Neurotransmitter systems, particularly dopamine, also show involvement in these connections. Tourette Syndrome is often linked to disturbances in the dopaminergic system, with theories suggesting abnormal dopamine signaling in the basal ganglia contributes to tics. While the direct link between dopamine and epilepsy is complex, the influence of dopaminergic pathways on cortical excitability and neural networks suggests a potential shared vulnerability.

Another neurotransmitter, gamma-aminobutyric acid (GABA), the brain’s main inhibitory neurotransmitter, is also considered in the context of both disorders. Alterations in GABAergic signaling, which helps regulate neuronal excitability, have been observed in Tourette Syndrome and are known to be involved in various epilepsy syndromes. This imbalance between inhibitory and excitatory neurotransmission may contribute to the symptoms seen in both conditions.

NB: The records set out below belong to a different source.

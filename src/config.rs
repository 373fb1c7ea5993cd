//! Configuration management

use anyhow::{self, Context, Result};

/// Application configuration
#[derive(Debug, Clone)]
pub struct Config {
    /// NATS server URL
    pub nats_url: String,

    /// PostgreSQL connection string
    pub database_url: String,

    /// Rows per chunk for entity batch writes
    pub import_chunk_size: usize,

    /// Concurrent chunk writes within one entity step
    pub import_write_concurrency: usize,

    /// Retry ceiling for transient chunk-write failures
    pub import_max_write_retries: u32,
}

impl Config {
    /// Load configuration from environment variables
    pub fn from_env() -> Result<Self> {
        // Load .env file if present
        dotenvy::dotenv().ok();

        let nats_url = std::env::var("NATS_URL")
            .unwrap_or_else(|_| "nats://localhost:4222".to_string());

        let database_url = std::env::var("DATABASE_URL")
            .context("DATABASE_URL must be set")?;

        let import_chunk_size = env_usize("IMPORT_CHUNK_SIZE", 250)?;
        if !(1..=1_000).contains(&import_chunk_size) {
            anyhow::bail!(
                "IMPORT_CHUNK_SIZE must be between 1 and 1000 (current: {})",
                import_chunk_size
            );
        }

        let import_write_concurrency = env_usize("IMPORT_WRITE_CONCURRENCY", 4)?;
        if !(1..=16).contains(&import_write_concurrency) {
            anyhow::bail!(
                "IMPORT_WRITE_CONCURRENCY must be between 1 and 16 (current: {})",
                import_write_concurrency
            );
        }

        let import_max_write_retries = env_usize("IMPORT_MAX_WRITE_RETRIES", 3)? as u32;

        Ok(Self {
            nats_url,
            database_url,
            import_chunk_size,
            import_write_concurrency,
            import_max_write_retries,
        })
    }
}

fn env_usize(name: &str, default: usize) -> Result<usize> {
    match std::env::var(name) {
        Ok(value) => value
            .parse::<usize>()
            .with_context(|| format!("{} must be a positive integer (got '{}')", name, value)),
        Err(_) => Ok(default),
    }
}

#[cfg(test)]
mod tests {
    use super::*;

    #[test]
    #[ignore] // requires --test-threads=1 due to env var race
    fn test_config_defaults_for_import_tuning() {
        std::env::remove_var("IMPORT_CHUNK_SIZE");
        std::env::remove_var("IMPORT_WRITE_CONCURRENCY");
        std::env::remove_var("IMPORT_MAX_WRITE_RETRIES");
        std::env::set_var("DATABASE_URL", "postgres://test");

        let config = Config::from_env().unwrap();
        assert_eq!(config.import_chunk_size, 250);
        assert_eq!(config.import_write_concurrency, 4);
        assert_eq!(config.import_max_write_retries, 3);
    }

    #[test]
    #[ignore] // requires --test-threads=1 due to env var race
    fn test_config_rejects_oversized_chunk() {
        std::env::set_var("DATABASE_URL", "postgres://test");
        std::env::set_var("IMPORT_CHUNK_SIZE", "5000");

        assert!(Config::from_env().is_err());

        // Cleanup
        std::env::remove_var("IMPORT_CHUNK_SIZE");
    }

    #[test]
    fn test_env_usize_parses_and_defaults() {
        assert_eq!(env_usize("MASAR_TEST_UNSET_VAR", 7).unwrap(), 7);
    }
}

Genetic predispositions further support a potential link. While the precise genetic causes for both Tourette Syndrome and epilepsy are complex and often unknown, a variety of genetic and environmental factors play a role. Some studies suggest a common neurobiological basis rooted in shared genetic and clinical information, although specific gene mutations or chromosomal abnormalities linking both conditions directly are still under investigation.

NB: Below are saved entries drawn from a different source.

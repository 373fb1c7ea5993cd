//! Database queries

pub mod branch;
pub mod customer;
pub mod history;
pub mod import_batch;
pub mod raw_backup;
pub mod route;
pub mod visit;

Diagnosis and Management Considerations

Diagnosing Tourette Syndrome relies on clinical observation of tics and medical history. A diagnosis requires multiple motor tics and at least one vocal tic, occurring for more than a year, with onset before 18 years of age, and not attributable to other medical conditions or substances. Brain imaging and blood tests may rule out other conditions causing similar movements.

Epilepsy diagnosis involves reviewing symptoms and medical history, often with an electroencephalogram (EEG) to record brain activity, and imaging (MRI/CT) to identify structural changes. These tests help determine the type of seizures and their potential cause. Genetic testing can also provide further information in some cases.

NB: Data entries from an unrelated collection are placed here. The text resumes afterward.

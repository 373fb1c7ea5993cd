//! Raw row → intermediate record reshaping
//!
//! Pure and re-runnable: editing the mapping and calling `transform`
//! again regenerates the full record set from scratch, with no residual
//! state from the previous mapping.

use crate::types::{CellValue, ColumnMapping, IntermediateRecord, MappedField, RawRow};

fn cell<'a>(row: &'a RawRow, mapping: &ColumnMapping, field: MappedField) -> Option<&'a CellValue> {
    mapping.get(field).and_then(|column| row.get(column))
}

fn text(row: &RawRow, mapping: &ColumnMapping, field: MappedField) -> Option<String> {
    cell(row, mapping, field).and_then(CellValue::to_text)
}

fn number(row: &RawRow, mapping: &ColumnMapping, field: MappedField) -> Option<f64> {
    cell(row, mapping, field).and_then(CellValue::to_f64)
}

fn integer(row: &RawRow, mapping: &ColumnMapping, field: MappedField) -> Option<i32> {
    cell(row, mapping, field).and_then(CellValue::to_i32)
}

/// Reshape one raw row through the mapping.
///
/// No filtering happens here: unparseable coordinates become `None`,
/// not a dropped row. "Missing GPS" is a reported count downstream.
pub fn transform_row(row: &RawRow, mapping: &ColumnMapping) -> IntermediateRecord {
    IntermediateRecord {
        row_number: row.row_number,
        branch_code: text(row, mapping, MappedField::BranchCode),
        branch_name: text(row, mapping, MappedField::BranchName),
        region: text(row, mapping, MappedField::Region),
        route_name: text(row, mapping, MappedField::RouteName),
        rep_code: text(row, mapping, MappedField::RepCode),
        client_code: text(row, mapping, MappedField::ClientCode),
        reach_customer_code: text(row, mapping, MappedField::ReachCustomerCode),
        customer_name_en: text(row, mapping, MappedField::CustomerNameEn),
        customer_name_ar: text(row, mapping, MappedField::CustomerNameAr),
        lat: number(row, mapping, MappedField::Lat),
        lng: number(row, mapping, MappedField::Lng),
        address: text(row, mapping, MappedField::Address),
        phone: text(row, mapping, MappedField::Phone),
        classification: text(row, mapping, MappedField::Classification),
        week_number: integer(row, mapping, MappedField::WeekNumber),
        day_name: text(row, mapping, MappedField::DayName),
        visit_order: integer(row, mapping, MappedField::VisitOrder),
        vat: text(row, mapping, MappedField::Vat),
        district: text(row, mapping, MappedField::District),
        buyer_id: text(row, mapping, MappedField::BuyerId),
        store_type: text(row, mapping, MappedField::StoreType),
    }
}

/// Reshape every raw row. One record out per row in.
pub fn transform(rows: &[RawRow], mapping: &ColumnMapping) -> Vec<IntermediateRecord> {
    rows.iter().map(|row| transform_row(row, mapping)).collect()
}

#[cfg(test)]
mod tests {
    use super::*;

    fn row(cells: &[(&str, CellValue)]) -> RawRow {
        let mut raw = RawRow::new(1);
        for (column, value) in cells {
            raw.cells.insert(column.to_string(), value.clone());
        }
        raw
    }

    fn mapping_with(pairs: &[(MappedField, &str)]) -> ColumnMapping {
        let mut mapping = ColumnMapping::default();
        for (field, column) in pairs {
            mapping.set(*field, Some(column.to_string()));
        }
        mapping
    }

    #[test]
    fn test_string_coercion_trims_and_nulls_empty() {
        let raw = row(&[
            ("Route", CellValue::Text("  RT-01  ".into())),
            ("Day", CellValue::Text("   ".into())),
        ]);
        let mapping = mapping_with(&[
            (MappedField::RouteName, "Route"),
            (MappedField::DayName, "Day"),
        ]);
        let record = transform_row(&raw, &mapping);
        assert_eq!(record.route_name, Some("RT-01".to_string()));
        assert_eq!(record.day_name, None);
    }

    #[test]
    fn test_numeric_coercion_from_text_and_number() {
        let raw = row(&[
            ("Lat", CellValue::Text("24.713".into())),
            ("Lng", CellValue::Number(46.675)),
            ("Week", CellValue::Text("2".into())),
            ("Seq", CellValue::Number(7.0)),
        ]);
        let mapping = mapping_with(&[
            (MappedField::Lat, "Lat"),
            (MappedField::Lng, "Lng"),
            (MappedField::WeekNumber, "Week"),
            (MappedField::VisitOrder, "Seq"),
        ]);
        let record = transform_row(&raw, &mapping);
        assert_eq!(record.lat, Some(24.713));
        assert_eq!(record.lng, Some(46.675));
        assert_eq!(record.week_number, Some(2));
        assert_eq!(record.visit_order, Some(7));
    }

    #[test]
    fn test_invalid_coordinates_become_null_not_dropped() {
        let raw = row(&[("Lat", CellValue::Text("north".into())), ("Lng", CellValue::Null)]);
        let mapping = mapping_with(&[(MappedField::Lat, "Lat"), (MappedField::Lng, "Lng")]);
        let records = transform(&[raw], &mapping);
        assert_eq!(records.len(), 1);
        assert_eq!(records[0].lat, None);
        assert_eq!(records[0].lng, None);
    }

    #[test]
    fn test_unmapped_and_absent_columns_are_null() {
        let raw = row(&[("Route", CellValue::Text("RT-01".into()))]);
        let mapping = mapping_with(&[
            (MappedField::RouteName, "Route"),
            (MappedField::Vat, "VAT Column That Is Missing"),
        ]);
        let record = transform_row(&raw, &mapping);
        assert_eq!(record.vat, None);
        assert_eq!(record.client_code, None);
    }

    #[test]
    fn test_rerun_with_new_mapping_is_independent() {
        let rows = vec![
            row(&[
                ("A", CellValue::Text("Route One".into())),
                ("B", CellValue::Text("Route Two".into())),
            ]);
            3
        ];

        let m1 = mapping_with(&[(MappedField::RouteName, "A")]);
        let m2 = mapping_with(&[(MappedField::RouteName, "B")]);

        let first = transform(&rows, &m1);
        let second = transform(&rows, &m2);
        let second_again = transform(&rows, &m2);

        assert!(first.iter().all(|r| r.route_name.as_deref() == Some("Route One")));
        assert!(second.iter().all(|r| r.route_name.as_deref() == Some("Route Two")));
        // Re-running with the same mapping is byte-identical, and the
        // earlier mapping left nothing behind.
        assert_eq!(second, second_again);
    }
}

Differentiating between tics and seizures can be challenging, as some movements may appear similar. Tics are typically preceded by an uncomfortable urge that is temporarily relieved by the movement, and while involuntary, can sometimes be briefly suppressed. Seizures, in contrast, are bursts of uncontrolled electrical activity in the brain that may lead to changes in awareness, muscle control, or sensations, and often lack a premonitory urge that can be voluntarily acted upon.

Managing individuals with both Tourette Syndrome and epilepsy requires a tailored approach. Tourette Syndrome treatment often involves medications modifying dopamine activity, such as antipsychotics or alpha-adrenergic inhibitors, to control tics and associated behavioral symptoms. For epilepsy, anti-seizure medications are the primary treatment, working to prevent seizures by changing brain chemical levels.

When both conditions are present, treatment decisions consider potential drug interactions and side effects. For example, some anti-seizure medications like topiramate have also shown some effectiveness in reducing tics. Integrated care approaches, involving neurologists, psychiatrists, and other specialists, are important to address the complexities of co-occurrence, ensuring both conditions are managed effectively and holistically.